Despite Tibal’s assurances, Ripka was certain the crater was empty. Tibal set them down on the internal edge of the Smokestack’s collapsed cone, sheltering the ship in a sliver of shade that crept out from the high rim of the firemount’s mouth. This was absolute madness. Wherever the doppel had gone, Ripka felt sure it wouldn’t be to this sulfurous pit. And from the looks of things, she was right.
“We’re the only ones here, Tibal.” She had to raise her voice to be heard above the wind and the hiss of venting steam and gases. Despite the wind, the whole cursed crater stank of the smoke from the fire that’d devoured the Hub and most of the lines. Any moment now, she was terrified that the firemount would rear to life and throw up massive plumes of lightning-hot ash and molten rock. She shivered. How had she lived so long in the shadow of this beast without fearing it? All of the selium-settlements were founded in the shadow of these angry rock giants. All of them were vulnerable.
“Oh, she’s here, don’t you worry.” Tibal clapped her on the shoulder.
Ripka hung back as Tibal and the steward strode ahead with foolish confidence. She understood Tibal’s convictions, the man had convinced himself the doppel would be here, but the steward? Why was he buying into this madness? It made no sense at all. She sighed and kicked at a cluster of pebbles.
Tibal stopped halfway across the crater, his hands on his hips and his elbows akimbo. He examined the empty air before him, a curious tilt to his head. Ripka was just about to cry out that they should try something else, anything else, to get away from this nightmare place, when Tibal reached out a hand and slapped it against thin air. Thin air that gave off a pearlescent ripple.
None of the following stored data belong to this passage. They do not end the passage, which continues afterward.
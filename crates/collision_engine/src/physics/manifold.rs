//! Contact and ray-cast manifolds

use crate::foundation::math::Vec3;

use super::rigidbody::Rigidbody;

/// Contact between two bodies, in world space
///
/// The normal points from the other body toward the body receiving the
/// manifold.
#[derive(Debug, Clone, Copy, PartialEq)]
pub struct CollisionManifold {
    /// Point of contact
    pub contact_point: Vec3,
    /// Contact normal
    pub normal: Vec3,
}

impl CollisionManifold {
    /// Create a manifold
    pub fn new(contact_point: Vec3, normal: Vec3) -> Self {
        Self {
            contact_point,
            normal,
        }
    }

    /// The same contact seen from the other body
    #[must_use]
    pub fn mirrored(&self) -> Self {
        Self::new(self.contact_point, -self.normal)
    }
}

/// Ray hit reported by a narrow phase
#[derive(Debug, Clone, Copy, PartialEq)]
pub struct RayCastHit {
    /// Fraction of the cast segment at which the hit occurs
    pub distance: f32,
    /// Surface normal at the hit point
    pub normal: Vec3,
}

/// Ray hit against a specific body
#[derive(Debug, Clone)]
pub struct RayCastManifold {
    /// Fraction of the cast segment at which the hit occurs
    pub distance: f32,
    /// Surface normal at the hit point
    pub normal: Vec3,
    /// The body that was hit
    pub rigidbody: Rigidbody,
}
Clenching her jaw, Ripka trudged over to stand with the others.
“Come on out now,” Tibal called to be heard above the wind. “I know you’re hiding in there, little lady.”
There was a shimmer in the air just before Ripka’s nose, and she leapt back a startled step. Before her, the world split. Where once there’d been little more than empty space and rough terrain, the dark-cherry stained broadside of an airship appeared. Just a segment of it, no more than an arm’s length across, but the pristine hull was very familiar indeed.
The doppel stepped through that tear and it melded shut behind her. Ripka stared.
“I know you,” Ripka blurted.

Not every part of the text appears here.